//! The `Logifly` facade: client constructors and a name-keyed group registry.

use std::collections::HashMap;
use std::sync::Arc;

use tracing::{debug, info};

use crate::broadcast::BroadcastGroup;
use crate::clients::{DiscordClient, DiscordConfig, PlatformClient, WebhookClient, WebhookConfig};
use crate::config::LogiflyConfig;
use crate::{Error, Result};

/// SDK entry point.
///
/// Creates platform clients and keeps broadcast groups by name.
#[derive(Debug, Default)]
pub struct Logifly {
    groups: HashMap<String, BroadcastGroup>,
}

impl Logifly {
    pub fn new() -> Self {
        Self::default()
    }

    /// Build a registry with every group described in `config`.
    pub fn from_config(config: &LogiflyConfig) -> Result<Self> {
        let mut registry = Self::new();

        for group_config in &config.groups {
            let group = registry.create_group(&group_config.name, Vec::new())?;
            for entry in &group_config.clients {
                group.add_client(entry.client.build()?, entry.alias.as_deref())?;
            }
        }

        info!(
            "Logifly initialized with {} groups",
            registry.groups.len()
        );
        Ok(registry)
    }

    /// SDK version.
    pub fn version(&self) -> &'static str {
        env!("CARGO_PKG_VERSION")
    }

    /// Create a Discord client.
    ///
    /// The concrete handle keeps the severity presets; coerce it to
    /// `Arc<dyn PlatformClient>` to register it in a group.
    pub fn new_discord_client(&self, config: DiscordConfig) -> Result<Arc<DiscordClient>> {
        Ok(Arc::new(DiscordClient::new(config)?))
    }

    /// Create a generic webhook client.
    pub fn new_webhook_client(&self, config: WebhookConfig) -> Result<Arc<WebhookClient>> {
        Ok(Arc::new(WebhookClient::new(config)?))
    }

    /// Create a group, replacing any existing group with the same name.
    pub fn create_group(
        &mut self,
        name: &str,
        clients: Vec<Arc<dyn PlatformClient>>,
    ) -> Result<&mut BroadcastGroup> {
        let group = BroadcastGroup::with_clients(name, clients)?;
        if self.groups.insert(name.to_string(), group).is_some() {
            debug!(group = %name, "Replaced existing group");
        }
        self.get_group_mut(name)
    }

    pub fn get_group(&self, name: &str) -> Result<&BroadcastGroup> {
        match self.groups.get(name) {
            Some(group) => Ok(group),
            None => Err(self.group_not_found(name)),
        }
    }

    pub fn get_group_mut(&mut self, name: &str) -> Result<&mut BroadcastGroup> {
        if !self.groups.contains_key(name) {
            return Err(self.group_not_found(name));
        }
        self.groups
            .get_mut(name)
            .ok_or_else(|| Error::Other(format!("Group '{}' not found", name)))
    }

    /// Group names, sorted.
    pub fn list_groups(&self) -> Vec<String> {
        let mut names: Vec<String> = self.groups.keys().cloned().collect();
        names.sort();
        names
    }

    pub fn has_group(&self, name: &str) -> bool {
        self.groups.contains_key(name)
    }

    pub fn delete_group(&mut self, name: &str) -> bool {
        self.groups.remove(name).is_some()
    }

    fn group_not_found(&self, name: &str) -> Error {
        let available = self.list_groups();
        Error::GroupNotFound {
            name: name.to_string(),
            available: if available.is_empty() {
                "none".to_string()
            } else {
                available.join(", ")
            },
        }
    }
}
--
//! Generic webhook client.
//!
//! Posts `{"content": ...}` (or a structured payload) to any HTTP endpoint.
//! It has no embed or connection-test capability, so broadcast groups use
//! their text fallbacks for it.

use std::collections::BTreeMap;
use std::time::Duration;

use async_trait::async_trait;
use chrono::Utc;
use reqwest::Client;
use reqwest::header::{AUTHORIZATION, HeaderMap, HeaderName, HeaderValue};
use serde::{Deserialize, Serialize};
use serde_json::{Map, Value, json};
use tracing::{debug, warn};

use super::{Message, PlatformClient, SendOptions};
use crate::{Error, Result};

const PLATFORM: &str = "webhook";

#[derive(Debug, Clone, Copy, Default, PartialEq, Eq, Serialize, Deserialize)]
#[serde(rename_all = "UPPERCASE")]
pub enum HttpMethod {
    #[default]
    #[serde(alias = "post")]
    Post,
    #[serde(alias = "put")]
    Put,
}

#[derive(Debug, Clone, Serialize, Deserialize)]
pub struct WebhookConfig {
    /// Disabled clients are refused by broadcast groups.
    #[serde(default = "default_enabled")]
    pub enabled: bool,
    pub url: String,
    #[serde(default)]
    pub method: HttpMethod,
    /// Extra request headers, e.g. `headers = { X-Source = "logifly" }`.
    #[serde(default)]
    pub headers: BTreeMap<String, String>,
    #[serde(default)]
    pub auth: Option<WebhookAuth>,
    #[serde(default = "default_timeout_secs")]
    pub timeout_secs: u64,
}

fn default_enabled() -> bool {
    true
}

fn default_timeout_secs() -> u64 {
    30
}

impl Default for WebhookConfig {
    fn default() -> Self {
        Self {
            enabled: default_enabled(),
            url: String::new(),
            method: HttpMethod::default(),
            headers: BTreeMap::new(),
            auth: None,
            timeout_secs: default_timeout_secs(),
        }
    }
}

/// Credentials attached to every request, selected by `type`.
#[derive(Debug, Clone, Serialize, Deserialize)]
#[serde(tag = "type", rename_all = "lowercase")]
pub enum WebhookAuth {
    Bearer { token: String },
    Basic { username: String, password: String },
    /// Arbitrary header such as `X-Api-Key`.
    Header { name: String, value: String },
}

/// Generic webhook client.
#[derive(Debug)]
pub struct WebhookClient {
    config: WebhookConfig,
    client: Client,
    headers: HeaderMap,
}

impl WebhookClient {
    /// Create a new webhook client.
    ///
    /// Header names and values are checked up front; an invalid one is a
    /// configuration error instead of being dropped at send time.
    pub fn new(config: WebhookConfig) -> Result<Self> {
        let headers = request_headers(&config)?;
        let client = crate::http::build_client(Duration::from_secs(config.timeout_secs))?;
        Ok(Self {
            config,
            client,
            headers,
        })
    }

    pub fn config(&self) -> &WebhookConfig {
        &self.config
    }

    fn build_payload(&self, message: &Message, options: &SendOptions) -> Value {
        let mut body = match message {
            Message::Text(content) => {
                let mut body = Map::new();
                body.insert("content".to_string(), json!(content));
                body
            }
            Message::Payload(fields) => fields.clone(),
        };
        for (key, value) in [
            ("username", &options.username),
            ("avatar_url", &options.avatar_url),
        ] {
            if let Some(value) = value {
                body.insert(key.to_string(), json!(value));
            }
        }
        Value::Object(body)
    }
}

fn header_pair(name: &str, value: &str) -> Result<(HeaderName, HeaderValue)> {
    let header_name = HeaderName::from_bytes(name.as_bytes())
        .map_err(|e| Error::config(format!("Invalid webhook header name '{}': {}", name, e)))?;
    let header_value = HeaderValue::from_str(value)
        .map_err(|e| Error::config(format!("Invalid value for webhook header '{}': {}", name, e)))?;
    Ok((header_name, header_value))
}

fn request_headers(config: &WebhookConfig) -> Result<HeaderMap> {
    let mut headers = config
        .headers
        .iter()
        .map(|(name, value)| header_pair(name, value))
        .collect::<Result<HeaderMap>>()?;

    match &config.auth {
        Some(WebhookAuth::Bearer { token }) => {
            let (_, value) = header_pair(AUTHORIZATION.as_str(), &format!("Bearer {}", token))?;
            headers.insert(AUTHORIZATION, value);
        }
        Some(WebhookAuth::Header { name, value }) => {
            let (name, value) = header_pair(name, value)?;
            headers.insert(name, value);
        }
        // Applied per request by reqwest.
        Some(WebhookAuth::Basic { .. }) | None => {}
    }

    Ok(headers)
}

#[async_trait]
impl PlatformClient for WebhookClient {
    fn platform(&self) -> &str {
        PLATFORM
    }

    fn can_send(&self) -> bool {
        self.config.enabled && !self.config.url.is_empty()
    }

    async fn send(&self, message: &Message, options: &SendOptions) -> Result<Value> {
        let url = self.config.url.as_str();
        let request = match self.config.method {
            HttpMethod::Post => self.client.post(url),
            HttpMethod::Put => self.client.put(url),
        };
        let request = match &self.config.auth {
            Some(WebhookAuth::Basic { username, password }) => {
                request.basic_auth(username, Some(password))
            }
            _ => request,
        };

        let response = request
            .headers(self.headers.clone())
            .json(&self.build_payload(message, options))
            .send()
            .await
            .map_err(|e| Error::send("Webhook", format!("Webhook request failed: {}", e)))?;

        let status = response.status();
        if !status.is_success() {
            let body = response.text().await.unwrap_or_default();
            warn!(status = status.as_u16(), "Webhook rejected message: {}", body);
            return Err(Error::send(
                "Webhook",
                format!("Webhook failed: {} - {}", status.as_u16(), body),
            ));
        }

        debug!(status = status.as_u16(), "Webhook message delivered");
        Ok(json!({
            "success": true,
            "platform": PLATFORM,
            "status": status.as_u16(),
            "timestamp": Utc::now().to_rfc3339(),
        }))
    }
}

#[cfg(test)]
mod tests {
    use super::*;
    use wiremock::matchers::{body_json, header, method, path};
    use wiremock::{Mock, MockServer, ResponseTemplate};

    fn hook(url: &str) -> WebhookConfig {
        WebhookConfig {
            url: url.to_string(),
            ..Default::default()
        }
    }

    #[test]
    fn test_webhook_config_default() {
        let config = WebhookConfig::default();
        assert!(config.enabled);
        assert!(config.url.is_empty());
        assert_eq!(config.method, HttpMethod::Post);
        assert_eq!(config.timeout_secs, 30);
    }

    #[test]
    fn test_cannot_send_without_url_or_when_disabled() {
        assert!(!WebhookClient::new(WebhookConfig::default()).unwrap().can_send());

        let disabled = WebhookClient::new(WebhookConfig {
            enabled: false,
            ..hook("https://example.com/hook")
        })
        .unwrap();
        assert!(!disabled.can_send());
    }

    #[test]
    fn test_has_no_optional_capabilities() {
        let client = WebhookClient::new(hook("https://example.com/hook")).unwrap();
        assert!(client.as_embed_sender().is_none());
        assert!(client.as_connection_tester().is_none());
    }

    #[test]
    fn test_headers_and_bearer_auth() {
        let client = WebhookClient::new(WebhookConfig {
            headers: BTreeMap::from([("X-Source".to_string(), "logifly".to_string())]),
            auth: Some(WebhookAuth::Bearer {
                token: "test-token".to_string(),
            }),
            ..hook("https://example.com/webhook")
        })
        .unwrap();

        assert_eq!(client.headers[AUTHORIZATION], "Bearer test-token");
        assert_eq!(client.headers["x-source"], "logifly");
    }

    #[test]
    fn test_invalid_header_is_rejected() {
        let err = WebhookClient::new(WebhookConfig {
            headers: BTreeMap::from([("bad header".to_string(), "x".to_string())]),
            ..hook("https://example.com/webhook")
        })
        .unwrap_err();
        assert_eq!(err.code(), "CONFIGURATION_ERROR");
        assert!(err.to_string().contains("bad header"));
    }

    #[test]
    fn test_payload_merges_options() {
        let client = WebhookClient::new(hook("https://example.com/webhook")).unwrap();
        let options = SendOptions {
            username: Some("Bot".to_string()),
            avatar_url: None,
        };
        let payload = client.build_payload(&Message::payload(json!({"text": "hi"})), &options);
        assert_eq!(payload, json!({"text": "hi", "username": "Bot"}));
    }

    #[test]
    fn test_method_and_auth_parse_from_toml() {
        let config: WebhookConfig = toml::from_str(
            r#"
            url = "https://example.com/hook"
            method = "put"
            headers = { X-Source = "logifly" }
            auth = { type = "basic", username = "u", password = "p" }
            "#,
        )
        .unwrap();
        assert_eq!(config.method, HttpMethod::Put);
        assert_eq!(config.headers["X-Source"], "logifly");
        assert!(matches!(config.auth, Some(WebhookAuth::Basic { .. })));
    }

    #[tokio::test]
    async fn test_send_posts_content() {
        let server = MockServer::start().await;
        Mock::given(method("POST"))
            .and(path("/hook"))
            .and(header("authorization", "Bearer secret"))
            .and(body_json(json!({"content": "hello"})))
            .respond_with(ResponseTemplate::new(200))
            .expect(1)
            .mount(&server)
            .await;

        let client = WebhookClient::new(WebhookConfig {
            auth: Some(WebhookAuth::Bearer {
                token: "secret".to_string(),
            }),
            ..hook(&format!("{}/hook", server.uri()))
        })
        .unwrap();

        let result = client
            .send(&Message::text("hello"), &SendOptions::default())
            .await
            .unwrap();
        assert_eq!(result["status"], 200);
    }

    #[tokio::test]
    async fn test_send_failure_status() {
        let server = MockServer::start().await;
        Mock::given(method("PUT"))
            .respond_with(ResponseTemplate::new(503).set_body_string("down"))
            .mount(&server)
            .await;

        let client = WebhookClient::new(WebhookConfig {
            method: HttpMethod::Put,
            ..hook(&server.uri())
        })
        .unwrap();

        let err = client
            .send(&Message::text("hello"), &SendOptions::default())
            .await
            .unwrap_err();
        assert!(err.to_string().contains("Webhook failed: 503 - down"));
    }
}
==
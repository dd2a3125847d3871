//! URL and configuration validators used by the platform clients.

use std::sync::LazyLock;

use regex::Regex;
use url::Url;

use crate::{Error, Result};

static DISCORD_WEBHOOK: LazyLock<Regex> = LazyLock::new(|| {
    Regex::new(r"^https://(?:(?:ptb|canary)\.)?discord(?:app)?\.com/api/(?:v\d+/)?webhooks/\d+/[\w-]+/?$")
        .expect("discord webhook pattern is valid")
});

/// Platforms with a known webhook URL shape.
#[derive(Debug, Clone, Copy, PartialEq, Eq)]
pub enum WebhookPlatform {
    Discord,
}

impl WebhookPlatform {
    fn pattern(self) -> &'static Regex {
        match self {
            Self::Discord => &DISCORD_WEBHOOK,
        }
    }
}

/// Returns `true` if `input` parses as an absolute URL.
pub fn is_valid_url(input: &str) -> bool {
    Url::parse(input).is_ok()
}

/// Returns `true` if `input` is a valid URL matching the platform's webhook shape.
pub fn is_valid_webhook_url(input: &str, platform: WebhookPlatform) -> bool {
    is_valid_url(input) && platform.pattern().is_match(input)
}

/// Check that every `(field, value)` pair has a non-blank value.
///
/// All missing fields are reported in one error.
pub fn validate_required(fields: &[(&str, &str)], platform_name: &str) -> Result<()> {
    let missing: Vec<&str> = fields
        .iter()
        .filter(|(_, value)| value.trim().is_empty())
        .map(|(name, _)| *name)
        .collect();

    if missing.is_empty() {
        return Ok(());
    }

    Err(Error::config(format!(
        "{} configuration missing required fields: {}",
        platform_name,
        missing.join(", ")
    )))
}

- WORK ITEM -
Reproduce every line above containing "warn".

- EXPECTED OUTPUT -
use tracing::{debug, warn};
            warn!(status = status.as_u16(), "Webhook rejected message: {}", body);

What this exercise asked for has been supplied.